In case you keep up with me on the social media, you already know this, but on Monday, I officially started writing—like, writing writing. I finished my outline over the weekend, and I’m pleased with the story (of course, if I wasn’t pleased, I would have redrafted the outline). Sunday night, I sat down to brainstorm some more, to see if there was anything else I wanted to add to the outline, and while writing paragraphs about the main character’s initial situation in the story, I started getting snippets of dialogue and action, and so the beginning was born. I wasn’t even sure if it was a proper beginning, since it was mostly brainstorming, so I labeled the document ‘beginning maybe’. When I pulled the document up on Monday, I played with what I had written the night before and cut the brainstorming paragraphs before the first bit of dialogue and then wrote a new opening and viola! I cleaned up the dialogue and then kept going. I wrote 2000 words Monday, another 2000 Tuesday, and 1700 yesterday (I probably would have written a lot more yesterday, but I was having issues with Spotify, and of course, there were July 4th celebrations), bringing my total word count up to 5700.

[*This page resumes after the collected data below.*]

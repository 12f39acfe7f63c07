//! Compass facing of a camera rig.
//!
//! The rig only ever translates in the horizontal plane, so the vertical part
//! of a drag gesture has to be pushed into one of the ground axes. Which axis
//! (and which sign) depends on where the camera is looking; that mapping is
//! kept in [`PAN_REMAP`], indexed by [`FacingDirection`].

use raylib::prelude::Vector3;

/// One of the eight compass buckets the rig yaw can fall into.
#[derive(Copy, Clone, Debug, PartialEq, Eq, Hash, Default)]
pub enum FacingDirection {
    #[default]
    North,
    NorthEast,
    East,
    SouthEast,
    South,
    SouthWest,
    West,
    NorthWest,
}

/// Ground axis that receives the vertical component of a pan delta.
#[derive(Copy, Clone, Debug, PartialEq, Eq)]
pub enum GroundAxis {
    X,
    Z,
}

/// How a facing folds the vertical drag component into the ground plane.
#[derive(Copy, Clone, Debug, PartialEq)]
pub struct PanRemap {
    /// Axis receiving the vertical component.
    pub axis: GroundAxis,
    /// Multiplier applied to the vertical component before adding it.
    pub sign: f32,
}

/// Pan remapping per facing, in [`FacingDirection::ALL`] order.
///
/// Diagonal facings have no entry yet; panning while facing one of them just
/// drops the vertical component.
pub const PAN_REMAP: [Option<PanRemap>; 8] = [
    // North
    Some(PanRemap {
        axis: GroundAxis::Z,
        sign: 1.0,
    }),
    // NorthEast
    None,
    // East
    Some(PanRemap {
        axis: GroundAxis::X,
        sign: -1.0,
    }),
    // SouthEast
    None,
    // South
    Some(PanRemap {
        axis: GroundAxis::Z,
        sign: -1.0,
    }),
    // SouthWest
    None,
    // West
    Some(PanRemap {
        axis: GroundAxis::X,
        sign: 1.0,
    }),
    // NorthWest
    None,
];

impl FacingDirection {
    /// All facings, clockwise from North in 45° steps.
    pub const ALL: [FacingDirection; 8] = [
        FacingDirection::North,
        FacingDirection::NorthEast,
        FacingDirection::East,
        FacingDirection::SouthEast,
        FacingDirection::South,
        FacingDirection::SouthWest,
        FacingDirection::West,
        FacingDirection::NorthWest,
    ];

    fn index(self) -> usize {
        self as usize
    }

    /// Bucket a yaw (degrees, any range) into the nearest facing.
    pub fn from_yaw(yaw: f32) -> Self {
        let step = (yaw.rem_euclid(360.0) / 45.0).round_ties_even() as usize % 8;
        Self::ALL[step]
    }

    /// Yaw in degrees this facing corresponds to, in [0, 360).
    pub fn yaw(self) -> f32 {
        self.index() as f32 * 45.0
    }

    /// Pan remapping for this facing, `None` for the unmapped diagonals.
    pub fn pan_remap(self) -> Option<PanRemap> {
        PAN_REMAP[self.index()]
    }

    /// Fold a raw world-space drag delta into a ground-plane translation.
    ///
    /// The vertical component is added to the axis this facing maps it to and
    /// then zeroed.
    pub fn redirect_pan(self, delta: Vector3) -> Vector3 {
        let mut out = delta;
        if let Some(remap) = self.pan_remap() {
            match remap.axis {
                GroundAxis::X => out.x += delta.y * remap.sign,
                GroundAxis::Z => out.z += delta.y * remap.sign,
            }
        }
        out.y = 0.0;
        out
    }

    /// NorthEast, SouthEast, SouthWest or NorthWest; none of them has a pan
    /// mapping.
    pub fn is_diagonal(self) -> bool {
        self.index() % 2 == 1
    }
}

Shadiya threw her patterned blanket from her body and sat up in bed, too preoccupied to sleep. Her father lay in his own bed, his arm hanging over the side of the goatskin mattress with his knuckles on the carpet. A breeze drifted through the shutters, the sight of stars and moon just beyond the floral-shaped gaps in the weathered wood.

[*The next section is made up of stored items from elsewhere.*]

//! orthorig demo entry point.
//!
//! Opens a Raylib window showing a grid of resource tiles through an
//! orthographic camera rig:
//! - **Ctrl + left drag** pans the rig
//! - **Ctrl + mouse wheel** zooms
//! - **Ctrl + D / Ctrl + A** snaps the view 45° right / left
//! - **R** removes a random resource token, **T** restores them all
//! - **F11** toggles the debug overlay
//!
//! # Main Loop
//!
//! 1. Load `config.ini` (defaults if missing) and open the window
//! 2. Build the ECS world, observers, camera rig and token layout
//! 3. Each frame: advance time, poll input, run the frame logic, render
//!
//! # Running
//!
//! ```sh
//! cargo run --release -- --layout assets/layouts/resources.json
//! ```

// Do not create console on Windows
#![cfg_attr(target_os = "windows", windows_subsystem = "windows")]

use bevy_ecs::prelude::*;
use clap::Parser;
use std::path::PathBuf;

use orthorig::game::{self, FrameLogic};
use orthorig::resources::gameconfig::{DEFAULT_CONFIG_PATH, GameConfig};
use orthorig::resources::screensize::ScreenSize;
use orthorig::systems::input::update_input_state;
use orthorig::systems::render::render_system;
use orthorig::systems::time::update_world_time;

const DEFAULT_LAYOUT_PATH: &str = "./assets/layouts/resources.json";

/// Orthographic camera rig demo
#[derive(Parser)]
#[command(version, about = "Pan, zoom and snap-rotate an orthographic camera over resource tiles.")]
struct Cli {
    /// Configuration file to read.
    #[arg(long, value_name = "PATH", default_value = DEFAULT_CONFIG_PATH)]
    config: PathBuf,

    /// JSON token layout to spawn.
    #[arg(long, value_name = "PATH", default_value = DEFAULT_LAYOUT_PATH)]
    layout: String,

    /// Write the default configuration to the config path and exit.
    #[arg(long)]
    write_config: bool,
}

fn main() {
    env_logger::Builder::from_env(env_logger::Env::default().default_filter_or("info")).init();

    let cli = Cli::parse();

    if cli.write_config {
        let config = GameConfig::with_path(&cli.config);
        if let Err(e) = config.save_to_file() {
            log::error!("{e}");
            std::process::exit(1);
        }
        return;
    }

    let mut config = GameConfig::with_path(&cli.config);
    if let Err(e) = config.load_from_file() {
        log::warn!("{e}, using defaults");
    }

    let (window_width, window_height) = config.window_size();
    let (mut rl, thread) = raylib::init()
        .size(window_width as i32, window_height as i32)
        .resizable()
        .title("orthorig")
        .build();
    rl.set_target_fps(config.target_fps);
    rl.set_exit_key(None);

    // --------------- ECS world + resources ---------------
    let mut world = World::new();
    world.insert_resource(config.camera);
    game::insert_default_resources(&mut world, rl.get_screen_width(), rl.get_screen_height());
    world.insert_resource(config);
    world.insert_non_send_resource(rl);
    world.insert_non_send_resource(thread);

    game::setup_scene(&mut world, Some(&cli.layout));

    let mut update = game::build_update_schedule();
    update.add_systems(update_input_state.before(FrameLogic));
    update.add_systems(render_system.after(FrameLogic));

    // --------------- Main loop ---------------
    while !world
        .non_send_resource::<raylib::RaylibHandle>()
        .window_should_close()
    {
        let dt = world
            .non_send_resource::<raylib::RaylibHandle>()
            .get_frame_time();
        update_world_time(&mut world, dt);

        // Window may have been resized since the last frame
        let (w, h) = {
            let rl = world.non_send_resource::<raylib::RaylibHandle>();
            (rl.get_screen_width(), rl.get_screen_height())
        };
        {
            let mut screen = world.resource_mut::<ScreenSize>();
            screen.w = w;
            screen.h = h;
        }

        update.run(&mut world);

        world.clear_trackers();
    }
    log::info!("Bye");
}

Shadiya stood, the creak of the bed frame disturbing her father’s sleep. He snorted and smacked his lips sleepily and murmured something about their herbs stock before descending again into a gentle rumble of snores. She tiptoed to the window and pushed the rightmost shutter open. The warm breeze mussed her dark brown curls and rustled the beaded hangings on the walls behind her.
Resting her elbows on the window sill, she stared out into the night. Dark blues and grays and blackest black colored the houses in the village, the people of Faramosh blissfully asleep in the night’s shadow, dreaming of mundane things and never imagining that there might be something more than this humble, isolated life. She looked to a window just three houses down. Only Khalil ever spared a thought of something different, something new, something never done before, but he was only Khalil, a goat herder’s son destined to herd goats. With a sigh, she pushed a tangle of hair behind her ear. And because of tradition and laws and expectations, she would soon live in that house, with Khalil and his mother and father and two sisters, living a life she had always considered dull and plain, herding goats and raising little goat herders to take her place when she grew too old to do even that menial task.
Somewhere toward the desert, a hyena howled, and two others quickly echoed their brother’s call. Shadiya shuddered and yanked the shutter closed with a bang, startling her father awake. Leaving the window, she bunched her hair together behind her head and pulled it over her left shoulder.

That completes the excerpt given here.